▽
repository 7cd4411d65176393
use std::collections::VecDeque;

use bytes::Bytes;
use futures::{StreamExt, stream::{self, BoxStream}};
use reqwest::{Client, Response};
use serde::{Deserialize, Serialize};

use crate::domain::{
    chat::{
        entities::{ChatContent, ChatRole},
        ports::{ChatModel, FragmentStream},
    },
    common::{LLMConfig, entities::app_errors::CoreError},
    medication::{ports::LLMClient, value_objects::ImagePayload},
};

#[derive(Debug, Clone)]
pub struct GeminiLLMClient {
    api_key: String,
    model_name: String,
    base_url: String,
    client: Client,
}

#[derive(Debug, Serialize)]
struct GeminiRequest {
    #[serde(skip_serializing_if = "Option::is_none")]
    system_instruction: Option<Content>,
    contents: Vec<Content>,
    #[serde(skip_serializing_if = "Option::is_none")]
    generation_config: Option<GenerationConfig>,
}

#[derive(Debug, Serialize)]
struct Content {
    #[serde(skip_serializing_if = "Option::is_none")]
    role: Option<&'static str>,
    parts: Vec<Part>,
}

impl Content {
    fn text(role: Option<&'static str>, text: String) -> Self {
        Self {
            role,
            parts: vec![Part::Text { text }],
        }
    }
}

#[derive(Debug, Serialize)]
#[serde(untagged)]
enum Part {
    Text { text: String },
    InlineData { inline_data: InlineData },
}

#[derive(Debug, Serialize)]
struct InlineData {
    mime_type: String,
    data: String,
}

#[derive(Debug, Serialize)]
struct GenerationConfig {
    response_mime_type: String,
    response_schema: serde_json::Value,
}

impl GenerationConfig {
    fn json(response_schema: serde_json::Value) -> Self {
        Self {
            response_mime_type: "application/json".to_string(),
            response_schema,
        }
    }
}

#[derive(Debug, Deserialize)]
struct GeminiResponse {
    #[serde(default)]
    candidates: Vec<Candidate>,
}

#[derive(Debug, Deserialize)]
struct Candidate {
    #[serde(default)]
    content: Option<ContentResponse>,
}

#[derive(Debug, Deserialize)]
struct ContentResponse {
    #[serde(default)]
    parts: Vec<PartResponse>,
}

#[derive(Debug, Deserialize)]
struct PartResponse {
    #[serde(default)]
    text: Option<String>,
}

impl GeminiResponse {
    /// Text parts of the first candidate, concatenated.
    fn text(&self) -> Option<String> {
        let parts = &self.candidates.first()?.content.as_ref()?.parts;
        let text: String = parts.iter().filter_map(|p| p.text.as_deref()).collect();

        Some(text)
    }
}

fn role_name(role: ChatRole) -> &'static str {
    match role {
        ChatRole::User => "user",
        ChatRole::Model => "model",
    }
}

impl GeminiLLMClient {
    pub fn new(api_key: String, model_name: String, base_url: String) -> Self {
        Self {
            api_key,
            model_name,
            base_url: base_url.trim_end_matches('/').to_string(),
            client: Client::new(),
        }
    }

    pub fn from_config(config: &LLMConfig) -> Self {
        Self::new(
            config.gemini_api_key.clone(),
            config.gemini_model.clone(),
            config.gemini_base_url.clone(),
        )
    }

    async fn post(&self, url: String, request: &GeminiRequest) -> Result<Response, CoreError> {
        let response = self
            .client
            .post(&url)
            .json(request)
            .send()
            .await
            .map_err(|e| {
                tracing::error!("Gemini API request failed: {}", e);
                CoreError::ExternalServiceError(format!("LLM API error: {}", e))
            })?;

        if !response.status().is_success() {
            let status = response.status();
            let error_text = response.text().await.unwrap_or_default();
            tracing::error!("Gemini API error: {} - {}", status, error_text);
            return Err(CoreError::ExternalServiceError(format!(
                "LLM API returned error: {} - {}",
                status, error_text
            )));
        }

        Ok(response)
    }

    async fn call_gemini_api(&self, request: GeminiRequest) -> Result<String, CoreError> {
        let url = format!(
            "{}/v1beta/models/{}:generateContent?key={}",
            self.base_url, self.model_name, self.api_key
        );

        let response = self.post(url, &request).await?;

        let gemini_response: GeminiResponse = response.json().await.map_err(|e| {
            tracing::error!("Failed to parse Gemini response: {}", e);
            CoreError::ExternalServiceError(format!("Failed to parse LLM response: {}", e))
        })?;

        gemini_response
            .text()
            .ok_or_else(|| CoreError::ExternalServiceError("No response from LLM".to_string()))
    }

    async fn stream_gemini_api(&self, request: GeminiRequest) -> Result<FragmentStream, CoreError> {
        let url = format!(
            "{}/v1beta/models/{}:streamGenerateContent?alt=sse&key={}",
            self.base_url, self.model_name, self.api_key
        );

        let response = self.post(url, &request).await?;

        Ok(decode_event_stream(response.bytes_stream().boxed()))
    }
}

impl LLMClient for GeminiLLMClient {
    async fn generate_with_image(
        &self,
        system_instruction: String,
        prompt: String,
        image: ImagePayload,
        response_schema: serde_json::Value,
    ) -> Result<String, CoreError> {
        let request = GeminiRequest {
            system_instruction: Some(Content::text(None, system_instruction)),
            contents: vec![Content {
                role: Some("user"),
                parts: vec![
                    Part::Text { text: prompt },
                    Part::InlineData {
                        inline_data: InlineData {
                            mime_type: image.mime_type,
                            data: image.data,
                        },
                    },
                ],
            }],
            generation_config: Some(GenerationConfig::json(response_schema)),
        };

        self.call_gemini_api(request).await
    }

    async fn generate_with_text(
        &self,
        system_instruction: String,
        prompt: String,
        response_schema: serde_json::Value,
    ) -> Result<String, CoreError> {
        let request = GeminiRequest {
            system_instruction: Some(Content::text(None, system_instruction)),
            contents: vec![Content::text(Some("user"), prompt)],
            generation_config: Some(GenerationConfig::json(response_schema)),
        };

        self.call_gemini_api(request).await
    }
}

impl ChatModel for GeminiLLMClient {
    async fn stream_message(
        &self,
        system_instruction: String,
        history: Vec<ChatContent>,
        message: String,
    ) -> Result<FragmentStream, CoreError> {
        let mut contents: Vec<Content> = history
            .into_iter()
            .map(|content| Content::text(Some(role_name(content.role)), content.text))
            .collect();
        contents.push(Content::text(Some("user"), message));

        let request = GeminiRequest {
            system_instruction: Some(Content::text(None, system_instruction)),
            contents,
            generation_config: None,
        };

        self.stream_gemini_api(request).await
    }
}

/// Splits a server-sent event body into lines and decodes the `data:`
/// payloads. Bytes are buffered until a full line is available, so events
/// and multi-byte characters may straddle network chunks.
#[derive(Debug, Default)]
struct EventDecoder {
    buffer: Vec<u8>,
}

impl EventDecoder {
    fn push(&mut self, chunk: &[u8]) -> Vec<Result<String, CoreError>> {
        self.buffer.extend_from_slice(chunk);

        let mut fragments = Vec::new();
        while let Some(position) = self.buffer.iter().position(|b| *b == b'\n') {
            let line: Vec<u8> = self.buffer.drain(..=position).collect();
            fragments.extend(decode_line(&line));
        }
        fragments
    }

    fn finish(&mut self) -> Vec<Result<String, CoreError>> {
        let line = std::mem::take(&mut self.buffer);
        decode_line(&line).into_iter().collect()
    }
}

fn decode_line(line: &[u8]) -> Option<Result<String, CoreError>> {
    let line = match std::str::from_utf8(line) {
        Ok(line) => line.trim(),
        Err(e) => {
            return Some(Err(CoreError::ExternalServiceError(format!(
                "Invalid UTF-8 in LLM stream: {}",
                e
            ))));
        }
    };

    let data = line.strip_prefix("data:")?.trim();
    if data.is_empty() || data == "[DONE]" {
        return None;
    }

    match serde_json::from_str::<GeminiResponse>(data) {
        Ok(response) => response.text().filter(|text| !text.is_empty()).map(Ok),
        Err(e) => {
            tracing::error!("Failed to parse Gemini stream event: {}", e);
            Some(Err(CoreError::ExternalServiceError(format!(
                "Failed to parse LLM stream event: {}",
                e
            ))))
        }
    }
}

struct EventStreamState {
    bytes: BoxStream<'static, reqwest::Result<Bytes>>,
    decoder: EventDecoder,
    pending: VecDeque<Result<String, CoreError>>,
    finished: bool,
}

fn decode_event_stream(bytes: BoxStream<'static, reqwest::Result<Bytes>>) -> FragmentStream {
    let state = EventStreamState {
        bytes,
        decoder: EventDecoder::default(),
        pending: VecDeque::new(),
        finished: false,
    };

    stream::unfold(state, |mut state| async move {
        loop {
            if let Some(fragment) = state.pending.pop_front() {
                return Some((fragment, state));
            }
            if state.finished {
                return None;
            }

            match state.bytes.next().await {
                Some(Ok(chunk)) => state.pending.extend(state.decoder.push(&chunk)),
                Some(Err(e)) => {
                    tracing::error!("Gemini stream interrupted: {}", e);
                    state.pending.push_back(Err(CoreError::ExternalServiceError(format!(
                        "LLM stream error: {}",
                        e
                    ))));
                    state.finished = true;
                }
                None => {
                    let rest = state.decoder.finish();
                    state.pending.extend(rest);
                    state.finished = true;
                }
            }
        }
    })
    .boxed()
}

#[cfg(test)]
mod tests {
    use super::*;

    fn event(text: &str) -> String {
        format!(
            "data: {}\r\n\r\n",
            serde_json::json!({
                "candidates": [{"content": {"parts": [{"text": text}], "role": "model"}}]
            })
        )
    }

    fn texts(fragments: Vec<Result<String, CoreError>>) -> Vec<String> {
        fragments.into_iter().map(|f| f.unwrap()).collect()
    }

    #[test]
    fn test_decoder_handles_events_split_across_chunks() {
        let body = format!("{}{}", event("Hel"), event("lo"));
        let (first, second) = body.as_bytes().split_at(17);

        let mut decoder = EventDecoder::default();
        let mut fragments = decoder.push(first);
        assert!(fragments.is_empty());
        fragments.extend(decoder.push(second));
        fragments.extend(decoder.finish());

        assert_eq!(texts(fragments), vec!["Hel", "lo"]);
    }

    #[test]
    fn test_decoder_keeps_multibyte_characters_intact() {
        let body = event("سڵاو");
        let bytes = body.as_bytes();
        let split = body.find("سڵاو").unwrap() + 1;

        let mut decoder = EventDecoder::default();
        let mut fragments = decoder.push(&bytes[..split]);
        fragments.extend(decoder.push(&bytes[split..]));

        assert_eq!(texts(fragments), vec!["سڵاو"]);
    }

    #[test]
    fn test_decoder_skips_noise_and_flushes_last_line() {
        let body = format!(
            ": keep-alive\n\nevent: message\n{}data: [DONE]\ndata: {}",
            event("a"),
            serde_json::json!({"candidates": [{"content": {"parts": [{"text": "b"}]}}]})
        );

        let mut decoder = EventDecoder::default();
        let mut fragments = decoder.push(body.as_bytes());
        fragments.extend(decoder.finish());

        assert_eq!(texts(fragments), vec!["a", "b"]);
    }

    #[test]
    fn test_decoder_reports_malformed_event() {
        let mut decoder = EventDecoder::default();
        let fragments = decoder.push(b"data: {not json}\n");

        assert_eq!(fragments.len(), 1);
        assert!(matches!(
            fragments[0],
            Err(CoreError::ExternalServiceError(_))
        ));
    }

    #[test]
    fn test_response_text_concatenates_parts() {
        let response: GeminiResponse = serde_json::from_value(serde_json::json!({
            "candidates": [{"content": {"parts": [{"text": "{\"name\":"}, {"text": "\"A\"}"}]}}]
        }))
        .unwrap();

        assert_eq!(response.text().as_deref(), Some("{\"name\":\"A\"}"));

        let empty: GeminiResponse = serde_json::from_value(serde_json::json!({})).unwrap();
        assert_eq!(empty.text(), None);
    }

    #[test]
    fn test_request_uses_gemini_field_names() {
        let request = GeminiRequest {
            system_instruction: Some(Content::text(None, "be brief".to_string())),
            contents: vec![Content {
                role: Some("user"),
                parts: vec![
                    Part::Text {
                        text: "what is this".to_string(),
                    },
                    Part::InlineData {
                        inline_data: InlineData {
                            mime_type: "image/png".to_string(),
                            data: "aGk=".to_string(),
                        },
                    },
                ],
            }],
            generation_config: Some(GenerationConfig::json(serde_json::json!({"type": "OBJECT"}))),
        };

        let json = serde_json::to_value(&request).unwrap();
        assert_eq!(json["system_instruction"]["parts"][0]["text"], "be brief");
        assert_eq!(json["contents"][0]["role"], "user");
        assert_eq!(json["contents"][0]["parts"][1]["inline_data"]["mime_type"], "image/png");
        assert_eq!(json["generation_config"]["response_mime_type"], "application/json");
        assert!(json["system_instruction"].get("role").is_none());
    }

    #[tokio::test]
    async fn test_event_stream_reports_body_end() {
        let chunks: Vec<reqwest::Result<Bytes>> = vec![
            Ok(Bytes::from(event("Hel"))),
            Ok(Bytes::from(event("lo"))),
        ];
        let fragments: Vec<_> = decode_event_stream(stream::iter(chunks).boxed())
            .collect()
            .await;

        assert_eq!(texts(fragments), vec!["Hel", "lo"]);
    }
}
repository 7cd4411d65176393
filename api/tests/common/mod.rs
#![allow(dead_code)]

use std::sync::Arc;

use axum::{
    Json, Router,
    extract::Path,
    http::{HeaderName, HeaderValue, header::CONTENT_TYPE},
    response::{IntoResponse, Response},
    routing::post,
};
use axum_test::TestServer;
use clap::Parser;
use kurdmed_api::{
    application::http::server::http_server::{router, state},
    args::Args,
};
use serde_json::json;
use test_context::AsyncTestContext;

pub const PARACETAMOL: &str = r#"{"name":"Paracetamol","description":"Pain reliever","activeIngredients":["Paracetamol 500mg"],"dosage":"1 tablet","uses":["pain","fever"],"sideEffects":["nausea"],"disclaimer":"Consult a doctor."}"#;

/// Port with nothing listening on it.
pub const UNREACHABLE: &str = "http://127.0.0.1:9";

pub fn device(id: &'static str) -> (HeaderName, HeaderValue) {
    (
        HeaderName::from_static("x-device-id"),
        HeaderValue::from_static(id),
    )
}

fn candidate(text: &str) -> serde_json::Value {
    json!({"candidates": [{"content": {"parts": [{"text": text}], "role": "model"}}]})
}

async fn gemini(Path(rest): Path<String>) -> Response {
    if rest.contains("streamGenerateContent") {
        let body: String = ["Hel", "lo"]
            .iter()
            .map(|text| format!("data: {}\r\n\r\n", candidate(text)))
            .collect();
        ([(CONTENT_TYPE, "text/event-stream")], body).into_response()
    } else {
        Json(candidate(PARACETAMOL)).into_response()
    }
}

async fn firebase() -> Json<serde_json::Value> {
    Json(json!({
        "localId": "uid-1",
        "email": "ava@example.com",
        "displayName": "Ava",
        "photoUrl": null
    }))
}

/// Serves the Gemini and Identity Toolkit endpoints on an ephemeral port.
pub async fn spawn_upstream() -> String {
    let app = Router::new()
        .route("/v1beta/models/{*rest}", post(gemini))
        .route("/v1/{*rest}", post(firebase));

    let listener = tokio::net::TcpListener::bind("127.0.0.1:0").await.unwrap();
    let addr = listener.local_addr().unwrap();
    tokio::spawn(async move {
        axum::serve(listener, app).await.unwrap();
    });

    format!("http://{}", addr)
}

pub async fn test_server(gemini_base_url: &str, firebase_api_key: &str, upstream: &str) -> TestServer {
    let args = Args::parse_from([
        "kurdmed-api",
        "--gemini-api-key",
        "test-key",
        "--gemini-base-url",
        gemini_base_url,
        "--firebase-api-key",
        firebase_api_key,
        "--firebase-base-url",
        upstream,
    ]);

    let app_state = state(Arc::new(args)).await.unwrap();
    TestServer::new(router(app_state).unwrap()).unwrap()
}

pub struct KurdMedContext {
    pub server: TestServer,
}

impl AsyncTestContext for KurdMedContext {
    async fn setup() -> Self {
        let upstream = spawn_upstream().await;
        let server = test_server(&upstream, "test-key", &upstream).await;

        Self { server }
    }
}

impl KurdMedContext {
    /// Signs the device in and returns its session token.
    pub async fn sign_in(&self, device_id: &'static str) -> String {
        let (name, value) = device(device_id);
        let response = self
            .server
            .post("/auth/sign-in")
            .add_header(name, value)
            .authorization_bearer("google-id-token")
            .await;
        response.assert_status_ok();

        let body = response.json::<serde_json::Value>();
        body["sessionToken"].as_str().unwrap().to_string()
    }
}
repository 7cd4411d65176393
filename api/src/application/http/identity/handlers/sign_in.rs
use axum::{Extension, body::Bytes, extract::State};
use axum_extra::{
    TypedHeader,
    headers::{Authorization, authorization::Bearer},
};
use kurdmed_core::domain::identity::{AuthError, AuthenticatedUser, SignInCredential};
use serde::{Deserialize, Serialize};
use tracing::warn;
use utoipa::ToSchema;
use validator::Validate;

use crate::application::{
    device_middleware::DeviceContext,
    http::{
        identity::validators::SignInFailureRequest,
        server::{
            api_entities::{api_error::ApiError, response::Response},
            app_state::AppState,
        },
    },
};

#[derive(Debug, PartialEq, Serialize, Deserialize, ToSchema)]
#[serde(rename_all = "camelCase")]
pub struct SignInResponse {
    pub data: AuthenticatedUser,
    /// Opaque token to send as `Authorization: Bearer` on protected routes.
    pub session_token: String,
}

fn credential_from_request(
    bearer: Option<&Bearer>,
    body: &Bytes,
) -> Result<SignInCredential, ApiError> {
    if let Some(token) = bearer.map(|b| b.token().trim()).filter(|t| !t.is_empty()) {
        return Ok(SignInCredential::GoogleIdToken(token.to_string()));
    }

    if body.is_empty() {
        return Err(ApiError::BadRequest(
            "Provide a Google ID token as Bearer authorization or a failure report".to_string(),
        ));
    }

    let failure: SignInFailureRequest = serde_json::from_slice(body)
        .map_err(|e| ApiError::BadRequest(format!("Invalid sign-in body: {}", e)))?;
    failure
        .validate()
        .map_err(|e| ApiError::BadRequest(e.to_string()))?;

    Ok(SignInCredential::ProviderFailure {
        code: failure.code,
        message: failure.message,
    })
}

#[utoipa::path(
    post,
    path = "/sign-in",
    tag = "auth",
    summary = "Sign in with Google",
    description = "Exchanges a Google ID token (Bearer) for a signed-in session on this device and returns the session token that protected routes expect as Bearer. Signing in again replaces the previous token. A JSON body with a client-side failure code is translated into the matching message.",
    params(
        ("X-Device-Id" = String, Header, description = "Device identifier"),
    ),
    request_body(content = SignInFailureRequest, description = "Client-side popup failure, sent instead of a Bearer token"),
    responses(
        (status = 200, body = SignInResponse),
        (status = 401, description = "Sign-in failed"),
        (status = 503, description = "Sign-in is not configured")
    )
)]
pub async fn sign_in(
    State(state): State<AppState>,
    Extension(device): Extension<DeviceContext>,
    bearer: Option<TypedHeader<Authorization<Bearer>>>,
    body: Bytes,
) -> Result<Response<SignInResponse>, ApiError> {
    let bearer = bearer
        .as_ref()
        .map(|TypedHeader(Authorization(bearer))| bearer);
    let credential = credential_from_request(bearer, &body)?;
    let identity = state.devices.identity();

    match identity.sign_in(credential).await {
        Ok(user) => {
            let session = state.devices.bind(&device.device_id, identity).await;
            Ok(Response::OK(SignInResponse {
                data: user,
                session_token: session.token().to_string(),
            }))
        }
        Err(e) => {
            warn!(device_id = %device.device_id, "Sign-in failed: {}", e);
            let language = state.resolve_language(&device, None).await;
            let message = state.translate(language, e.message_key());

            Err(match e {
                AuthError::NotConfigured => ApiError::ServiceUnavailable(message),
                _ => ApiError::Unauthorized(message),
            })
        }
    }
}
use axum::{Extension, extract::State};

use crate::application::{
    device_middleware::DeviceContext,
    http::{
        chat::validators::{ChatState, ChatStateResponse, StartChatRequest},
        server::{
            api_entities::{
                api_error::{ApiError, ValidateJson},
                response::Response,
            },
            app_state::AppState,
            device_sessions::DeviceSession,
        },
    },
};

#[utoipa::path(
    post,
    path = "/session",
    tag = "chat",
    summary = "Start a new conversation",
    description = "Clears the transcript, seeds the assistant greeting and opens a fresh model session",
    params(
        ("X-Device-Id" = String, Header, description = "Device identifier"),
        ("Authorization" = String, Header, description = "Bearer session token from sign-in"),
    ),
    request_body = StartChatRequest,
    responses(
        (status = 201, body = ChatStateResponse),
        (status = 401, description = "Not signed in")
    )
)]
pub async fn start_session(
    State(state): State<AppState>,
    Extension(device): Extension<DeviceContext>,
    Extension(session): Extension<DeviceSession>,
    ValidateJson(payload): ValidateJson<StartChatRequest>,
) -> Result<Response<ChatStateResponse>, ApiError> {
    let language = state.resolve_language(&device, payload.language).await;
    let mut view = session.chat.lock().await;
    view.reinitialize(language, state.translate(language, "aiChatbot.initialMessage"));

    Ok(Response::Created(ChatStateResponse {
        data: ChatState::from(&*view),
    }))
}
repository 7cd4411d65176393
pub mod handlers;
pub mod router;
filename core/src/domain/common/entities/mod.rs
pub mod app_errors;
use std::sync::Arc;

use kurdmed_core::{
    application::{KurdMedPreferences, KurdMedService},
    domain::localization::{Language, Translator},
    infrastructure::identity::FirebaseIdentityProvider,
};
use tracing::warn;

use crate::{
    application::{
        device_middleware::DeviceContext, http::server::device_sessions::DeviceSessions,
    },
    args::Args,
};

#[derive(Clone)]
pub struct AppState {
    pub args: Arc<Args>,
    pub service: KurdMedService,
    pub translator: Arc<Translator>,
    pub preferences: KurdMedPreferences,
    pub devices: DeviceSessions,
}

impl AppState {
    pub fn new(
        args: Arc<Args>,
        service: KurdMedService,
        translator: Translator,
        preferences: KurdMedPreferences,
        identity_provider: FirebaseIdentityProvider,
    ) -> Self {
        let devices = DeviceSessions::new(
            Arc::new(identity_provider),
            service.llm_client(),
            args.identity.session_limits(),
        );

        Self {
            args,
            service,
            translator: Arc::new(translator),
            preferences,
            devices,
        }
    }

    /// Explicit choice, then the device preference, then `Accept-Language`.
    pub async fn resolve_language(
        &self,
        device: &DeviceContext,
        explicit: Option<Language>,
    ) -> Language {
        if let Some(language) = explicit {
            return language;
        }

        match self.preferences.stored_language(&device.device_id).await {
            Ok(Some(language)) => return language,
            Ok(None) => {}
            Err(e) => warn!(device_id = %device.device_id, "Failed to read language preference: {}", e),
        }

        device
            .accept_language
            .as_deref()
            .map(Language::from_accept_language)
            .unwrap_or_default()
    }

    pub fn translate(&self, language: Language, key: &str) -> String {
        self.translator.translate(language, key)
    }
}
pub mod current_user;
pub mod sign_in;
pub mod sign_out;

pub use current_user::{__path_current_user, current_user};
pub use sign_in::{__path_sign_in, sign_in};
pub use sign_out::{__path_sign_out, sign_out};
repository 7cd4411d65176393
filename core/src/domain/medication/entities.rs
use serde::{Deserialize, Serialize};
use utoipa::ToSchema;

pub const INVALID_FORMAT_DESCRIPTION: &str = "The AI returned an invalid format. Please try again.";
pub const GENERIC_DISCLAIMER: &str =
    "This is an informational tool. Always consult a healthcare professional for medical advice.";
pub const TRANSPORT_FAILURE_TEXT: &str =
    "An error occurred while communicating with the AI. Please try again.";

/// Normalized result of one identification request. Built fresh by the
/// response parser and never mutated afterwards.
#[derive(Debug, Clone, PartialEq, Eq, Serialize, Deserialize, ToSchema)]
#[serde(rename_all = "camelCase")]
pub struct MedicationRecord {
    #[serde(skip_serializing_if = "Option::is_none")]
    pub name: Option<String>,
    #[serde(skip_serializing_if = "Option::is_none")]
    pub description: Option<String>,
    #[serde(skip_serializing_if = "Option::is_none")]
    pub active_ingredients: Option<Vec<String>>,
    #[serde(skip_serializing_if = "Option::is_none")]
    pub dosage: Option<String>,
    #[serde(skip_serializing_if = "Option::is_none")]
    pub uses: Option<Vec<String>>,
    #[serde(skip_serializing_if = "Option::is_none")]
    pub side_effects: Option<Vec<String>>,
    #[serde(skip_serializing_if = "Option::is_none")]
    pub disclaimer: Option<String>,
    pub raw_text: String,
    pub outcome: IdentificationOutcome,
}

/// Decided once, when the record is built.
#[derive(Debug, Clone, Copy, PartialEq, Eq, Serialize, Deserialize, ToSchema)]
#[serde(tag = "status", rename_all = "snake_case")]
pub enum IdentificationOutcome {
    Identified,
    Unidentified { reason: FailureReason },
}

#[derive(Debug, Clone, Copy, PartialEq, Eq, Serialize, Deserialize, ToSchema)]
#[serde(rename_all = "snake_case")]
pub enum FailureReason {
    /// The model answered with an empty name: it could not identify the medication.
    NotRecognized,
    /// The model answer was not the expected JSON object.
    InvalidFormat,
    /// The model could not be reached.
    Transport,
}

impl MedicationRecord {
    pub fn invalid_format(raw_text: String) -> Self {
        Self {
            name: Some(String::new()),
            description: Some(INVALID_FORMAT_DESCRIPTION.to_string()),
            active_ingredients: None,
            dosage: None,
            uses: None,
            side_effects: None,
            disclaimer: Some(GENERIC_DISCLAIMER.to_string()),
            raw_text,
            outcome: IdentificationOutcome::Unidentified {
                reason: FailureReason::InvalidFormat,
            },
        }
    }

    pub fn transport_failure() -> Self {
        Self {
            name: None,
            description: None,
            active_ingredients: None,
            dosage: None,
            uses: None,
            side_effects: None,
            disclaimer: None,
            raw_text: TRANSPORT_FAILURE_TEXT.to_string(),
            outcome: IdentificationOutcome::Unidentified {
                reason: FailureReason::Transport,
            },
        }
    }

    pub fn is_identified(&self) -> bool {
        matches!(self.outcome, IdentificationOutcome::Identified)
    }

    pub fn failure_reason(&self) -> Option<FailureReason> {
        match self.outcome {
            IdentificationOutcome::Identified => None,
            IdentificationOutcome::Unidentified { reason } => Some(reason),
        }
    }
}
△
- WHAT YOU WILL DO
Copy out every line above where "ValidateJson" is present.

- OUTPUT BELOW
                api_error::{ApiError, ValidateJson},
    ValidateJson(payload): ValidateJson<StartChatRequest>,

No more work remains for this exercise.